作者
Andrzej Z. Wasilczuk,Cole Rinehart,Aakriti Aggarwal,Martha E. Stone,George A. Mashour,Michael S. Avidan,Max B. Kelz,Alex Proekt,Mathias Basner,Randall Hardie,Rosemary Hogg,Kaitlyn Maier,Andrew R. McKinstry-Wu,E. Andrew Ochroch,Marlon Schwarz,Stefanie Blain-Moraes,Goodarz Golmirzaie,Ellen Janke,Duan Li,Paul Picton,Vijay Tarnal,Giancarlo Vanini,Nan Lin,Hannah Maybrier,Maxwell Muench,Ben Julian A. Palanca,Wei Wang
摘要
General anesthesia—a pharmacologically induced reversible state of unconsciousness—enables millions of life-saving procedures. Anesthetics induce unconsciousness in part by impinging upon sexually dimorphic and hormonally sensitive hypothalamic circuits regulating sleep and wakefulness. Thus, we hypothesized that anesthetic sensitivity should be sex-dependent and modulated by sex hormones. Using distinct behavioral measures, we show that at identical brain anesthetic concentrations, female mice are more resistant to volatile anesthetics than males. Anesthetic sensitivity is bidirectionally modulated by testosterone.
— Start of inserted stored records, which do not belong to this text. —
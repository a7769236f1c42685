//! Display model handed to the host's rendering surface.

use serde::{Deserialize, Serialize};

/// Icon reference understood by the host's icon renderer.
#[derive(Debug, Clone, PartialEq, Eq, Serialize, Deserialize)]
pub struct Icon {
    pub kind: IconKind,
    pub value: String,
}

/// How the icon `value` is resolved.
#[derive(Debug, Clone, Copy, PartialEq, Eq, Serialize, Deserialize)]
#[serde(rename_all = "lowercase")]
pub enum IconKind {
    /// Name looked up in the host's Iconify set.
    Iconify,
}

impl Icon {
    pub fn iconify(value: impl Into<String>) -> Self {
        Self {
            kind: IconKind::Iconify,
            value: value.into(),
        }
    }
}

/// A single selectable row.
///
/// `value` is the opaque identifier the host hands back on selection; for
/// vspalette commands it is always an absolute filesystem path.
#[derive(Debug, Clone, PartialEq, Eq, Serialize, Deserialize)]
pub struct DisplayItem {
    pub title: String,
    pub subtitle: String,
    pub value: String,
    pub icon: Icon,
}

/// A named, ordered group of display items.
#[derive(Debug, Clone, PartialEq, Eq, Serialize, Deserialize)]
pub struct DisplaySection {
    pub title: String,
    pub items: Vec<DisplayItem>,
}

/// The rendering model: a flat list or a collection of sections.
#[derive(Debug, Clone, PartialEq, Eq, Serialize, Deserialize)]
#[serde(rename_all = "lowercase")]
pub enum ListModel {
    Items(Vec<DisplayItem>),
    Sections(Vec<DisplaySection>),
}

impl ListModel {
    /// Empty flat list, rendered before any I/O so the UI is never blank.
    pub fn empty() -> Self {
        ListModel::Items(Vec::new())
    }

    pub fn is_empty(&self) -> bool {
        match self {
            ListModel::Items(items) => items.is_empty(),
            ListModel::Sections(sections) => sections.iter().all(|s| s.items.is_empty()),
        }
    }
}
Castration increases anesthetic resistance. Conversely, testosterone administration acutely increases anesthetic sensitivity. Conversion of testosterone to estradiol by aromatase is partially responsible for this effect. In contrast, oophorectomy has no effect. To identify the neuronal circuits underlying sex differences, we performed whole brain c-Fos activity mapping under anesthesia in male and female mice. Consistent with a key role of the hypothalamus, we found fewer active neurons in the ventral hypothalamic sleep-promoting regions in females than in males. In humans, we demonstrate that females regain consciousness and recover cognition faster than males after identical anesthetic exposures. Remarkably, while behavioral and neurocognitive measures in mice and humans point to increased anesthetic resistance in females, cortical activity fails to show sex differences under anesthesia in either species. Cumulatively, we demonstrate that sex differences in anesthetic sensitivity are evolutionarily conserved and not reflected in conventional electroencephalographic-based measures of anesthetic depth. This covert resistance to anesthesia may explain the higher incidence of unintended awareness under general anesthesia in females.